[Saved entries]

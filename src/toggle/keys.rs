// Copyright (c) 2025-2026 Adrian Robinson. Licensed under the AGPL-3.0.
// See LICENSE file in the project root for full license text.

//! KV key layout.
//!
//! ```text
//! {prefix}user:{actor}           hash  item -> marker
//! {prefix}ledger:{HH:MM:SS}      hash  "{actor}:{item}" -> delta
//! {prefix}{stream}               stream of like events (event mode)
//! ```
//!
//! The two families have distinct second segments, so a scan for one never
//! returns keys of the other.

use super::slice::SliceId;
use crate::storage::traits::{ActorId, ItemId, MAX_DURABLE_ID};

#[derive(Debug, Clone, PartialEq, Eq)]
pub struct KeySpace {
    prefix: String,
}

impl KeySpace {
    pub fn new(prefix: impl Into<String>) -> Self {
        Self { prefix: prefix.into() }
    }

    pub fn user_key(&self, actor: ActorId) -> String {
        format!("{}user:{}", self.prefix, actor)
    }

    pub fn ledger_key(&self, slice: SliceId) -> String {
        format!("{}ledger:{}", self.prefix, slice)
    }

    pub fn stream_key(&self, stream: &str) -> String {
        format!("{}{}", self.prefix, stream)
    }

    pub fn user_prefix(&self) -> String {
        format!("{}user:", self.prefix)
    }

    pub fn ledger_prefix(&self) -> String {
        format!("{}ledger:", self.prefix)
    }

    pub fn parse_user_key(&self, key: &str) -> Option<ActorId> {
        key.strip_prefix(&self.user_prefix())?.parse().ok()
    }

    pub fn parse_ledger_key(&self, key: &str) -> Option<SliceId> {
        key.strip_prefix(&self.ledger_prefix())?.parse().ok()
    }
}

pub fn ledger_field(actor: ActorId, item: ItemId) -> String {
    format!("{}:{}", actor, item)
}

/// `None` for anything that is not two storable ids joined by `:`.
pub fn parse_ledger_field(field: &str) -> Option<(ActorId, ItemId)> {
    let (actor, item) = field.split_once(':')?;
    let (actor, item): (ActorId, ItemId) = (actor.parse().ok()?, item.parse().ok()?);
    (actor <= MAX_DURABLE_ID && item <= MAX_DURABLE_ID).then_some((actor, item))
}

* [Task]: The records above should all be quoted exactly, please.

* [Output for this task]:
filename src/toggle/keys.rs
// Copyright (c) 2025-2026 Adrian Robinson. Licensed under the AGPL-3.0.
// See LICENSE file in the project root for full license text.

//! KV key layout.
//!
//! ```text
//! {prefix}user:{actor}           hash  item -> marker
//! {prefix}ledger:{HH:MM:SS}      hash  "{actor}:{item}" -> delta
//! {prefix}{stream}               stream of like events (event mode)
//! ```
//!
//! The two families have distinct second segments, so a scan for one never
//! returns keys of the other.

use super::slice::SliceId;
use crate::storage::traits::{ActorId, ItemId, MAX_DURABLE_ID};

#[derive(Debug, Clone, PartialEq, Eq)]
pub struct KeySpace {
    prefix: String,
}

impl KeySpace {
    pub fn new(prefix: impl Into<String>) -> Self {
        Self { prefix: prefix.into() }
    }

    pub fn user_key(&self, actor: ActorId) -> String {
        format!("{}user:{}", self.prefix, actor)
    }

    pub fn ledger_key(&self, slice: SliceId) -> String {
        format!("{}ledger:{}", self.prefix, slice)
    }

    pub fn stream_key(&self, stream: &str) -> String {
        format!("{}{}", self.prefix, stream)
    }

    pub fn user_prefix(&self) -> String {
        format!("{}user:", self.prefix)
    }

    pub fn ledger_prefix(&self) -> String {
        format!("{}ledger:", self.prefix)
    }

    pub fn parse_user_key(&self, key: &str) -> Option<ActorId> {
        key.strip_prefix(&self.user_prefix())?.parse().ok()
    }

    pub fn parse_ledger_key(&self, key: &str) -> Option<SliceId> {
        key.strip_prefix(&self.ledger_prefix())?.parse().ok()
    }
}

pub fn ledger_field(actor: ActorId, item: ItemId) -> String {
    format!("{}:{}", actor, item)
}

/// `None` for anything that is not two storable ids joined by `:`.
pub fn parse_ledger_field(field: &str) -> Option<(ActorId, ItemId)> {
    let (actor, item) = field.split_once(':')?;
    let (actor, item): (ActorId, ItemId) = (actor.parse().ok()?, item.parse().ok()?);
    (actor <= MAX_DURABLE_ID && item <= MAX_DURABLE_ID).then_some((actor, item))
}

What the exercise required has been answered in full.